Swedes braced for pollen season
TT/The Local · 28 Apr 2007, 13:14
Published: 28 Apr 2007 13:14 GMT+02:00
For the last two weeks the levels of birch pollen in the Swedish air has been high but towards the end of next week it will begin to fall in most places, according to Agneta Ekebom, a pollen expert at the Swedish Museum of Natural History (Naturhistoriska riksmuseet) in Stockholm.
"Flowering has reached Sundsvall. It's hard to say how far the blooming will advance now considering that it's getting cooler again," she said.
After the wave of birch pollen comes the oak. Blossoming has already taken hold in southern Sweden and will soon reach the Mälar region. Many people who are allergic to birch also react to oak and beech.
Trees are coming into flower unusually early due to the warm spring weather. Last year the pollen season began later, but then exploded causing enormous problems for hayfever sufferers.
"In Stockholm we had eight days in a row with very high levels of birch pollen last year. We haven't been near those levels this year," said Agneta Ekebom.
Hazel and alder trees have more or less finished blooming but soon it will be time for grass pollen. In the far southern reaches of Sweden there are already early signs but levels are still low. The worst time for those allergic to grass pollen is the end of May.
The palynological laboratory at the museum, which studies the science of pollen and spores, has already been contacted by scores of people wondering when the hayfever season will strike.

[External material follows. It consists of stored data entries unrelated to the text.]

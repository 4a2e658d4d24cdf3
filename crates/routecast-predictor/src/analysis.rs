//! Risk classification and aggregation of per-sample forecasts.

use chrono::{DateTime, Utc};
use routecast_core::RiskThresholds;
use routecast_maps::RoutePoint;
use routecast_weather::{ForecastSample, WeatherCondition};
use serde::{Deserialize, Serialize};

/// Weather risk band, ordered from least to most severe.
#[derive(Debug, Clone, Copy, Default, PartialEq, Eq, PartialOrd, Ord, Hash, Serialize, Deserialize)]
pub enum RiskLevel {
    #[default]
    Low,
    Moderate,
    Severe,
}

impl RiskLevel {
    pub fn label(&self) -> &'static str {
        match self {
            Self::Low => "low",
            Self::Moderate => "moderate",
            Self::Severe => "severe",
        }
    }
}

impl std::fmt::Display for RiskLevel {
    fn fmt(&self, f: &mut std::fmt::Formatter<'_>) -> std::fmt::Result {
        f.pad(self.label())
    }
}

/// Stretch of road a segment covers.
#[derive(Debug, Clone, Copy, PartialEq, Serialize, Deserialize)]
pub struct RouteSpan {
    pub start_distance_m: f64,
    pub end_distance_m: f64,
    pub start_time: DateTime<Utc>,
    pub end_time: DateTime<Utc>,
}

impl RouteSpan {
    pub fn length_m(&self) -> f64 {
        self.end_distance_m - self.start_distance_m
    }
}

/// A maximal run of consecutive samples sharing one risk level.
#[derive(Debug, Clone, PartialEq, Serialize, Deserialize)]
pub struct RiskSegment {
    pub risk: RiskLevel,
    /// Index of the first sample in the run
    pub start_index: usize,
    /// Index of the last sample in the run, inclusive
    pub end_index: usize,
    pub samples: Vec<ForecastSample>,
    /// Set when the segment was summarized along a route
    pub span: Option<RouteSpan>,
}

/// Route-level digest of the segments.
#[derive(Debug, Clone, Default, PartialEq, Serialize, Deserialize)]
pub struct RouteSummary {
    pub worst_risk: RiskLevel,
    pub low_distance_m: f64,
    pub moderate_distance_m: f64,
    pub severe_distance_m: f64,
    pub max_precipitation_probability: f64,
    pub max_wind_speed_kmh: f64,
    /// Coldest and warmest sampled temperature
    pub temperature_range_c: Option<(f64, f64)>,
    pub sample_count: usize,
}

#[derive(Debug, Clone, Default)]
pub struct Analysis {
    thresholds: RiskThresholds,
}

impl Analysis {
    pub fn new(thresholds: RiskThresholds) -> Self {
        Self { thresholds }
    }

    /// Risk band for one sample.
    ///
    /// A value equal to a cutoff lands in the higher band. Some conditions
    /// raise the band regardless of the numbers.
    pub fn classify(&self, sample: &ForecastSample) -> RiskLevel {
        let t = &self.thresholds;
        let precip = sample.precipitation_probability;
        let wind = sample.wind_speed_kmh;

        let by_metrics = if precip >= t.severe_precipitation_pct || wind >= t.severe_wind_kmh {
            RiskLevel::Severe
        } else if precip >= t.moderate_precipitation_pct || wind >= t.moderate_wind_kmh {
            RiskLevel::Moderate
        } else {
            RiskLevel::Low
        };

        by_metrics.max(condition_floor(sample.condition()))
    }

    /// Group consecutive samples of equal risk into the fewest segments.
    pub fn summarize(&self, samples: &[ForecastSample]) -> Vec<RiskSegment> {
        let mut segments: Vec<RiskSegment> = Vec::new();

        for (index, sample) in samples.iter().enumerate() {
            let risk = self.classify(sample);
            match segments.last_mut() {
                Some(current) if current.risk == risk => {
                    current.end_index = index;
                    current.samples.push(sample.clone());
                }
                _ => segments.push(RiskSegment {
                    risk,
                    start_index: index,
                    end_index: index,
                    samples: vec![sample.clone()],
                    span: None,
                }),
            }
        }

        segments
    }

    /// Like `summarize`, with each segment tied to the stretch of road it covers.
    ///
    /// Every sample owns the road between the midpoints to its neighbours;
    /// the first starts at the route origin and the last ends at
    /// `total_distance_m`. `points[i]` is where `samples[i]` was taken;
    /// samples without a point are ignored.
    pub fn summarize_route(
        &self,
        points: &[RoutePoint],
        samples: &[ForecastSample],
        total_distance_m: f64,
    ) -> Vec<RiskSegment> {
        let n = points.len().min(samples.len());
        if n == 0 {
            return Vec::new();
        }
        let points = &points[..n];

        let mut segments = self.summarize(&samples[..n]);
        for segment in &mut segments {
            let (start_distance_m, start_time) = if segment.start_index == 0 {
                (0.0, points[0].eta)
            } else {
                midpoint(&points[segment.start_index - 1], &points[segment.start_index])
            };
            let (end_distance_m, end_time) = if segment.end_index == n - 1 {
                (total_distance_m, points[n - 1].eta)
            } else {
                midpoint(&points[segment.end_index], &points[segment.end_index + 1])
            };
            segment.span = Some(RouteSpan {
                start_distance_m,
                end_distance_m,
                start_time,
                end_time,
            });
        }
        segments
    }

    /// Aggregate figures over all segments.
    pub fn route_summary(&self, segments: &[RiskSegment]) -> RouteSummary {
        let mut summary = RouteSummary::default();

        for segment in segments {
            summary.worst_risk = summary.worst_risk.max(segment.risk);
            let length = segment.span.map(|s| s.length_m()).unwrap_or(0.0);
            match segment.risk {
                RiskLevel::Low => summary.low_distance_m += length,
                RiskLevel::Moderate => summary.moderate_distance_m += length,
                RiskLevel::Severe => summary.severe_distance_m += length,
            }

            for sample in &segment.samples {
                summary.sample_count += 1;
                summary.max_precipitation_probability =
                    summary.max_precipitation_probability.max(sample.precipitation_probability);
                summary.max_wind_speed_kmh = summary.max_wind_speed_kmh.max(sample.wind_speed_kmh);
                let t = sample.temperature_c;
                summary.temperature_range_c = Some(match summary.temperature_range_c {
                    Some((lo, hi)) => (lo.min(t), hi.max(t)),
                    None => (t, t),
                });
            }
        }
        summary
    }
}

/// Lowest band a condition allows.
fn condition_floor(condition: WeatherCondition) -> RiskLevel {
    match condition {
        WeatherCondition::Thunderstorm => RiskLevel::Severe,
        WeatherCondition::HeavyRain
        | WeatherCondition::Snow
        | WeatherCondition::Sleet
        | WeatherCondition::Fog => RiskLevel::Moderate,
        _ => RiskLevel::Low,
    }
}

fn midpoint(a: &RoutePoint, b: &RoutePoint) -> (f64, DateTime<Utc>) {
    ((a.distance_m + b.distance_m) / 2.0, a.eta + (b.eta - a.eta) / 2)
}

Pollution makes hayfever worse for city-dwellers, despite the fact that the actual pollen levels are highest in the country, according to Agneta Ekebom.
In a normal year, almost two million Swedes are affected when the alder, hazel and birch trees come into bloom. Sales of anti-allergy tablets and nasal spray at the country's pharmacy chain, Apoteket, increased by 27 percent last year compared to the year before.
"I don't have any exact figures but sales have so far been higher this year compared to the same period last year," said Carina Altsjö at Apoteket.
"That's partly because it has been warmer this year, and partly because people want to be better prepared," she added.